Still, we daydream about what the future might bring – so that we may be ready for it.

Since WWII, Americans have suffered only fairly mild recessions and a relatively few casualties of war. So long has this period of peace and prosperity lasted that most people feel it is permanent.

Our greatest enemy – the Soviet Union – is not only in retreat; it has ceased to exist! And we get richer as we are getting bigger and taller, year after year, with no counter-trend expected.

While the total amount of credit in our economy has doubled in the last 8 years – from $15 trillion in ’92 to an estimated $30 trillion today – the risk of default has been spread out all over the globe. The trillions of dollars… and U.S. dollar-based assets (stocks, bonds, business, real estate)…all depend on the continued economic health of the U.S. economy and the strength of its currency.

As described in these pages, government-sponsored agencies, Fannie Mae and Freddie Mac, have been the fastest-growing lenders of the last decade. Borrowing money and selling shares in the capital markets, these GSE’s use the money to buy mortgages, taking advantage of an implied federal backing. Formerly, banks themselves bore the risk of default on their own mortgage lending. Now, the risk is globalized – banks are insured by the Federal Reserve, whose dollars are held by Bavarian dentists… as well as car dealers in Baton Rouge.

“Re-packaging and transformation of various kinds of debt instruments from mortgages to credit card receivables has led to layer upon layer of financial intermediation,” writes economist Paul Kasriel. “Financial risk can be more easily shifted today. But risk shifting is just that – shifting. The amount of risk is not reduced.”

Just the opposite. In the pernicious way nature works, the appearance of smaller risks encourages people to take bigger ones. While everyone, individually, may feel protected by hedges, counter-trades, swaps, derivatives, and flexible capital markets…collectively, all are exposed to a risk roughly equivalent to the sum of open credit positions.
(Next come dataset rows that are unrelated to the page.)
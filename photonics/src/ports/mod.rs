//! Port selection and canonical port naming.
//!
//! Optical ports are named per side (`E0`, `N0`, `W0`, `S0`, ...). Heater, DC and
//! superconducting ports are numbered in one counterclockwise ring starting on
//! the east side, with the prefixes `H_`, `E_` and `SC_`.

use std::cmp::Ordering;

use arcstr::ArcStr;
use geometry::prelude::*;
use indexmap::IndexMap;
use layir::{Component, Layer, Port, PortType};

use crate::error::{InternalError, Result, SpecificationError};


/// How a group of ports is named.
#[derive(Debug, Clone, Copy, PartialEq, Eq, Hash)]
enum Scheme {
    /// `{side}{index}`, indexed per side.
    BySide,
    /// `{prefix}{index}`, indexed around the ring.
    Ring(&'static str),
}

impl Scheme {
    fn for_type(port_type: PortType) -> Option<Self> {
        match port_type {
            PortType::Optical => Some(Scheme::BySide),
            PortType::Heater => Some(Scheme::Ring("H_")),
            PortType::Dc => Some(Scheme::Ring("E_")),
            PortType::Superconducting => Some(Scheme::Ring("SC_")),
            PortType::Rf | PortType::Detector | PortType::Electrical => None,
        }
    }
}

// `-0.0` and `0.0` must compare equal.
#[inline]
fn coord(v: f64) -> f64 {
    v + 0.
}

fn by(a: f64, b: f64) -> Ordering {
    coord(a).total_cmp(&coord(b))
}

/// Buckets port indices by the compass side they face, in `Compass::ALL` order.
fn bucket<'a>(ports: &[&Port], indices: impl IntoIterator<Item = &'a usize>) -> [Vec<usize>; 4] {
    let mut sides: [Vec<usize>; 4] = Default::default();
    for &i in indices {
        let side = ports[i].side();
        sides[side as usize].push(i);
    }
    sides
}

/// Names each side's ports `{prefix}{side}{index}`.
///
/// East and west ports are ordered by y, then x. North and south ports are
/// ordered by x, then y.
fn name_by_side(ports: &[&Port], sides: [Vec<usize>; 4], prefix: &str, names: &mut [Option<ArcStr>]) {
    for (side, mut indices) in Compass::ALL.into_iter().zip(sides) {
        match side {
            Compass::E | Compass::W => indices.sort_by(|&a, &b| {
                by(ports[a].y(), ports[b].y()).then_with(|| by(ports[a].x(), ports[b].x()))
            }),
            Compass::N | Compass::S => indices.sort_by(|&a, &b| {
                by(ports[a].x(), ports[b].x()).then_with(|| by(ports[a].y(), ports[b].y()))
            }),
        }
        for (n, i) in indices.into_iter().enumerate() {
            names[i] = Some(arcstr::format!("{prefix}{side}{n}"));
        }
    }
}

/// Names ports `{prefix}{index}` around a counterclockwise ring.
///
/// The ring runs up the east side, right to left along the north side, down
/// the west side and left to right along the south side.
fn name_ring(ports: &[&Port], sides: [Vec<usize>; 4], prefix: &str, names: &mut [Option<ArcStr>]) {
    let [mut east, mut north, mut west, mut south] = sides;
    east.sort_by(|&a, &b| by(ports[a].y(), ports[b].y()));
    north.sort_by(|&a, &b| by(ports[b].x(), ports[a].x()));
    west.sort_by(|&a, &b| by(ports[b].y(), ports[a].y()));
    south.sort_by(|&a, &b| by(ports[a].x(), ports[b].x()));
    for (n, i) in east
        .into_iter()
        .chain(north)
        .chain(west)
        .chain(south)
        .enumerate()
    {
        names[i] = Some(arcstr::format!("{prefix}{n}"));
    }
}

/// Rebuilds the port map of `component` in its original order, renaming ports
/// that received a new name.
fn apply_names(
    component: &mut Component,
    names: Vec<Option<ArcStr>>,
    on_collision: impl Fn(ArcStr) -> crate::error::Error,
) -> Result<()> {
    let parent = component.name().clone();
    let mut renamed = IndexMap::with_capacity(names.len());
    for (port, name) in component.port_map().values().zip(names) {
        let mut port = port.clone();
        if let Some(name) = name {
            tracing::trace!(component = %parent, from = %port.name(), to = %name, "renaming port");
            port.set_name(name);
            port.set_parent(parent.clone());
        }
        let key = port.name().clone();
        if renamed.insert(key.clone(), port).is_some() {
            return Err(on_collision(key));
        }
    }
    component.set_ports(renamed);
    Ok(())
}

/// Assigns canonical names to every port of `component`.
///
/// Ports are grouped by type and each group is named by its convention. The
/// port map is rebuilt with the new names as keys, in its original order, and
/// every port records `component` as its parent.
///
/// Fails without modifying the component if a port's type has no naming
/// convention (RF, detector or generic electrical ports).
///
/// # Example
///
/// ```
/// # use photonics::prelude::*;
/// let mut c = Component::new("ring");
/// c.add_port(Port::new("a", (0., 0.), 0., 1., layers::WG));
/// c.add_port(Port::new("b", (0., 0.), 180., 1., layers::WG));
/// c.add_port(Port::new("c", (1., 0.), 90., 1., layers::HEATER).with_port_type(PortType::Heater));
/// let ports = ports::classify_and_name(&mut c).unwrap();
/// let names: Vec<String> = ports.keys().map(|k| k.to_string()).collect();
/// assert_eq!(names, ["E0", "W0", "H_0"]);
/// ```
pub fn classify_and_name(component: &mut Component) -> Result<&IndexMap<ArcStr, Port>> {
    let ports: Vec<&Port> = component.port_map().values().collect();

    let mut groups: IndexMap<Scheme, Vec<usize>> = IndexMap::new();
    for (i, port) in ports.iter().enumerate() {
        let scheme = Scheme::for_type(port.port_type()).ok_or_else(|| {
            SpecificationError::UnsupportedPortType {
                component: component.name().clone(),
                port: port.name().clone(),
                port_type: port.port_type(),
            }
        })?;
        groups.entry(scheme).or_default().push(i);
    }

    let mut names = vec![None; ports.len()];
    for (scheme, indices) in &groups {
        let sides = bucket(&ports, indices);
        match scheme {
            Scheme::BySide => name_by_side(&ports, sides, "", &mut names),
            Scheme::Ring(prefix) => name_ring(&ports, sides, prefix, &mut names),
        }
    }

    apply_names(component, names, |name| InternalError::DuplicatePortName(name).into())?;
    Ok(component.port_map())
}

/// Names the ports of `component` by the side they face, prefixed by `prefix`,
/// regardless of port type.
///
/// Ports on `layers_excluded` keep their names. Fails without modifying the
/// component if a new name collides with a kept one.
pub fn rename_ports_by_orientation<'a>(
    component: &'a mut Component,
    layers_excluded: &[Layer],
    prefix: &str,
) -> Result<&'a IndexMap<ArcStr, Port>> {
    let ports: Vec<&Port> = component.port_map().values().collect();
    let included: Vec<usize> = (0..ports.len())
        .filter(|&i| !layers_excluded.contains(&ports[i].layer()))
        .collect();

    let mut names = vec![None; ports.len()];
    let sides = bucket(&ports, &included);
    name_by_side(&ports, sides, prefix, &mut names);

    apply_names(component, names, |name| SpecificationError::NameCollision(name).into())?;
    Ok(component.port_map())
}

/// Ports of the given type, keyed by name.
pub fn select_ports(ports: &IndexMap<ArcStr, Port>, port_type: PortType) -> IndexMap<ArcStr, Port> {
    select_types(ports, &[port_type])
}

fn select_types(ports: &IndexMap<ArcStr, Port>, types: &[PortType]) -> IndexMap<ArcStr, Port> {
    ports
        .iter()
        .filter(|(_, p)| types.contains(&p.port_type()))
        .map(|(name, p)| (name.clone(), p.clone()))
        .collect()
}

pub fn select_optical_ports(ports: &IndexMap<ArcStr, Port>) -> IndexMap<ArcStr, Port> {
    select_ports(ports, PortType::Optical)
}

pub fn select_heater_ports(ports: &IndexMap<ArcStr, Port>) -> IndexMap<ArcStr, Port> {
    select_ports(ports, PortType::Heater)
}

pub fn select_dc_ports(ports: &IndexMap<ArcStr, Port>) -> IndexMap<ArcStr, Port> {
    select_ports(ports, PortType::Dc)
}

pub fn select_rf_ports(ports: &IndexMap<ArcStr, Port>) -> IndexMap<ArcStr, Port> {
    select_ports(ports, PortType::Rf)
}

/// DC and generic electrical ports.
pub fn select_electrical_ports(ports: &IndexMap<ArcStr, Port>) -> IndexMap<ArcStr, Port> {
    select_types(ports, &[PortType::Dc, PortType::Electrical])
}

/// Superconducting and detector ports.
pub fn select_superconducting_ports(ports: &IndexMap<ArcStr, Port>) -> IndexMap<ArcStr, Port> {
    select_types(ports, &[PortType::Superconducting, PortType::Detector])
}

/// Ports that face `side`.
pub fn ports_facing<'a>(ports: impl IntoIterator<Item = &'a Port>, side: Compass) -> Vec<&'a Port> {
    ports.into_iter().filter(|p| p.side() == side).collect()
}

/// Ports that are not optical.
pub fn non_optical_ports<'a>(ports: impl IntoIterator<Item = &'a Port>) -> Vec<&'a Port> {
    ports
        .into_iter()
        .filter(|p| p.port_type() != PortType::Optical)
        .collect()
}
From 1952 to 1982, Kasriel reports, total debt as a percentage of capital stock never exceeded 52%. But as new means were found to spread the risk around – apparently reducing the risk to individual players – the total amount of credit grew spectacularly. “Debt as a percent of the capital stock had moved from about 48.5% in 1982 to 92% in 1999.”

Globalization of risk is not new. During the last 19th and early 20th centuries, the governments of Europe globalized their security risks, by entering into an extended web of alliances. If Germany invaded Serbia, Russia would come to its aid. If France were to attack, Austro-Hungary, Germany would defend it. Each nation figured that these alliances reduced its exposure to military catastrophe.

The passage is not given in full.